‎ASSINAR e o Lado Administrativo do Crypto:

‎‎A parte do crypto que continua me incomodando não é mover dinheiro. É decidir quem deve recebê-lo e por quê. Enviar valor é fácil agora. Provar elegibilidade ainda é confuso. As equipes ainda equilibram listas de carteiras, registros de usuários, lógica de aquisição e suposições de confiança em muitos sistemas.

‎É por isso que acho que as pessoas podem estar interpretando mal o SIGN. Na superfície, parece outro projeto de identidade ou distribuição de tokens. Por trás disso, está tentando conectar prova e pagamento em um sistema compartilhado. O Protocolo Sign cria atestações, que são reivindicações assinadas sobre algo como identidade, propriedade ou elegibilidade, enquanto o TokenTable lida com distribuição baseada em regras, como airdrops e desbloqueios. O que importa não são os rótulos. É que verificação e distribuição deixem de viver em mundos separados.

‎O token se encaixa nessa camada de coordenação em vez de flutuar acima dela. A pesquisa da Binance e o whitepaper MiCA do SIGN descrevem o SIGN como um token de utilidade ligado ao uso do protocolo, governança e funções relacionadas à verificação. Isso importa porque a infraestrutura precisa de uma maneira de financiar a participação e direcionar atualizações, não apenas atrair especulação. O risco é óbvio também. Se o uso real não continuar crescendo, a utilidade do token permanece teórica.
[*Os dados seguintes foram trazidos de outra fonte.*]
impl ChromiumContext {
    async fn open(
        browser: Arc<Browser>,
        scope: ContextScope,
        options: ChromiumOptions,
        auxiliary_count: Option<Arc<AtomicUsize>>,
    ) -> DriverResult<Self> {
        let id = scope
            .context_id
            .clone()
            .unwrap_or_else(|| PRIMARY_CONTEXT_ID.to_string());

        let downloads = Arc::new(DownloadTracker::default());
        let mut progress = browser
            .event_listener::<EventDownloadProgress>()
            .await
            .map_err(protocol)?;
        let tracker = Arc::clone(&downloads);
        let progress_task = tokio::spawn(async move {
            while let Some(event) = progress.next().await {
                let state = match event.state {
                    DownloadProgressState::Completed => DownloadState::Completed,
                    DownloadProgressState::Canceled => DownloadState::Canceled,
                    _ => DownloadState::InProgress,
                };
                tracker.update(&event.guid, state);
            }
        });

        let mut behavior = SetDownloadBehaviorParams::new(SetDownloadBehaviorBehavior::AllowAndName);
        behavior.browser_context_id = scope
            .context_id
            .clone()
            .map(chromiumoxide::cdp::browser_protocol::browser::BrowserContextId::new);
        behavior.download_path = Some(options.download_dir.to_string_lossy().into_owned());
        behavior.events_enabled = Some(true);
        if let Err(e) = browser.execute(behavior).await {
            progress_task.abort();
            return Err(protocol(e));
        }

        Ok(Self {
            browser,
            scope,
            id,
            options,
            downloads,
            tasks: Mutex::new(vec![progress_task]),
            closed: AtomicBool::new(false),
            auxiliary_count,
        })
    }

    async fn attach_page(&self, page: Page) -> Arc<dyn PageHandle> {
        Arc::new(ChromiumPage::new(
            Arc::clone(&self.browser),
            page,
            self.options.action_timeout,
        ).await)
    }
}

/// Polls the browser's attached pages until `target_id` shows up.
async fn find_page(browser: &Browser, target_id: &str) -> Option<Page> {
    let deadline = Instant::now() + PAGE_ATTACH_TIMEOUT;
    while Instant::now() < deadline {
        if let Ok(pages) = browser.pages().await {
            if let Some(page) = pages
                .into_iter()
                .find(|p| p.target_id().inner() == target_id)
            {
                return Some(page);
            }
        }
        tokio::time::sleep(POLL_INTERVAL).await;
    }
    None
}

#[async_trait]
impl BrowsingContext for ChromiumContext {
    fn id(&self) -> &str {
        &self.id
    }

    async fn cookies(&self) -> DriverResult<Vec<Cookie>> {
        let mut params = GetCookiesParams::builder().build();
        params.browser_context_id = self
            .scope
            .context_id
            .clone()
            .map(chromiumoxide::cdp::browser_protocol::browser::BrowserContextId::new);
        let cookies = self.browser.execute(params).await.map_err(protocol)?.result.cookies;
        Ok(cookies
            .into_iter()
            .map(|c| Cookie {
                expires: (!c.session).then_some(c.expires),
                name: c.name,
                value: c.value,
                domain: c.domain,
                path: c.path,
                secure: c.secure,
                http_only: c.http_only,
            })
            .collect())
    }

    async fn add_cookies(&self, cookies: &[Cookie]) -> DriverResult<()> {
        if cookies.is_empty() {
            return Ok(());
        }
        let params: Vec<CookieParam> = cookies
            .iter()
            .map(|c| {
                let mut param = CookieParam::new(c.name.clone(), c.value.clone());
                param.domain = Some(c.domain.clone());
                param.path = Some(c.path.clone());
                param.secure = Some(c.secure);
                param.http_only = Some(c.http_only);
                param.expires = c.expires.map(TimeSinceEpoch::new);
                param
            })
            .collect();
        let mut set = SetCookiesParams::new(params);
        set.browser_context_id = self
            .scope
            .context_id
            .clone()
            .map(chromiumoxide::cdp::browser_protocol::browser::BrowserContextId::new);
        self.browser.execute(set).await.map_err(protocol)?;
        Ok(())
    }

    async fn new_page(&self) -> DriverResult<Arc<dyn PageHandle>> {
        if self.closed.load(Ordering::SeqCst) {
            return Err(DriverError::PageClosed);
        }
        let page = match &self.scope.context_id {
            Some(id) => {
                let params = CreateTargetParams::builder()
                    .url("about:blank")
                    .browser_context_id(
                        chromiumoxide::cdp::browser_protocol::browser::BrowserContextId::new(
                            id.clone(),
                        ),
                    )
                    .build()
                    .map_err(DriverError::Protocol)?;
                self.browser.new_page(params).await
            }
            None => self.browser.new_page("about:blank").await,
        }
        .map_err(protocol)?;
        Ok(self.attach_page(page).await)
    }

    async fn subscribe_pages(&self) -> DriverResult<BoxStream<'static, Arc<dyn PageHandle>>> {
        let events = self
            .browser
            .event_listener::<EventTargetCreated>()
            .await
            .map_err(protocol)?;
        let browser = Arc::clone(&self.browser);
        let scope = self.scope.clone();
        let action_timeout = self.options.action_timeout;

        let stream = events.filter_map(move |event| {
            let browser = Arc::clone(&browser);
            let scope = scope.clone();
            async move {
                let info = &event.target_info;
                if info.r#type != "page" {
                    return None;
                }
                let context = info.browser_context_id.as_ref().map(|c| c.inner().as_str());
                if !scope.owns(context) {
                    return None;
                }
                let page = find_page(&browser, info.target_id.inner()).await?;
                let handle: Arc<dyn PageHandle> =
                    Arc::new(ChromiumPage::new(browser, page, action_timeout).await);
                Some(handle)
            }
        });
        Ok(stream.boxed())
    }

    async fn subscribe_downloads(
        &self,
    ) -> DriverResult<BoxStream<'static, Arc<dyn DownloadHandle>>> {
        let events = self
            .browser
            .event_listener::<EventDownloadWillBegin>()
            .await
            .map_err(protocol)?;
        let browser = Arc::clone(&self.browser);
        let scope = self.scope.clone();
        let tracker = Arc::clone(&self.downloads);
        let dir = self.options.download_dir.clone();

        let stream = events.filter_map(move |event| {
            let browser = Arc::clone(&browser);
            let scope = scope.clone();
            let tracker = Arc::clone(&tracker);
            let dir = dir.clone();
            async move {
                // Top-level frames share their target's id; subframes are
                // credited to the default context.
                let owned = scope
                    .owns_target(&browser, event.frame_id.inner())
                    .await
                    .unwrap_or(scope.context_id.is_none());
                if !owned {
                    return None;
                }
                tracing::debug!(url = %event.url, guid = %event.guid, "Download started");
                let handle: Arc<dyn DownloadHandle> = Arc::new(ChromiumDownload {
                    url: event.url.clone(),
                    suggested_filename: event.suggested_filename.clone(),
                    path: dir.join(&event.guid),
                    guid: event.guid.clone(),
                    tracker,
                });
                Some(handle)
            }
        });
        Ok(stream.boxed())
    }

    async fn close(&self) -> DriverResult<()> {
        if self.closed.swap(true, Ordering::SeqCst) {
            return Ok(());
        }
        for task in self.tasks.lock().await.drain(..) {
            task.abort();
        }
        if let Some(id) = &self.scope.context_id {
            let result = self
                .browser
                .execute(DisposeBrowserContextParams::new(
                    chromiumoxide::cdp::browser_protocol::browser::BrowserContextId::new(id.clone()),
                ))
                .await;
            self.scope.auxiliary_ids.remove(id);
            if let Some(count) = &self.auxiliary_count {
                count.fetch_sub(1, Ordering::SeqCst);
            }
            result.map_err(protocol)?;
            tracing::debug!(context = %id, "Closed browser context");
        }
        Ok(())
    }
}

/// A download reported by the browser, written to `<download_dir>/<guid>`.
struct ChromiumDownload {
    guid: String,
    url: String,
    suggested_filename: String,
    path: PathBuf,
    tracker: Arc<DownloadTracker>,
}

#[async_trait]
impl DownloadHandle for ChromiumDownload {
    fn url(&self) -> &str {
        &self.url
    }

    fn suggested_filename(&self) -> &str {
        &self.suggested_filename
    }

    async fn wait_for_file(&self, timeout: Duration) -> DriverResult<PathBuf> {
        self.tracker.wait(&self.guid, timeout).await?;
        Ok(self.path.clone())
    }
}

/// A single Chromium tab.
pub struct ChromiumPage {
    page: Page,
    id: String,
    closed: Arc<AtomicBool>,
    action_timeout: Duration,
    hooks: DashMap<String, ScriptIdentifier>,
    watcher: Option<JoinHandle<()>>,
}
‎Os sinais de adoção não são triviais. A Binance relatou mais de $4 bilhões distribuídos em mais de 40 milhões de carteiras, e o CoinMarketCap mostra aproximadamente 1,64 bilhão de SIGN circulando com volume diário próximo à sua capitalização de mercado. Para mim, isso diz que o mercado está prestando atenção, mas a pergunta mais difícil é se o SIGN se torna um hábito, não apenas uma narrativa.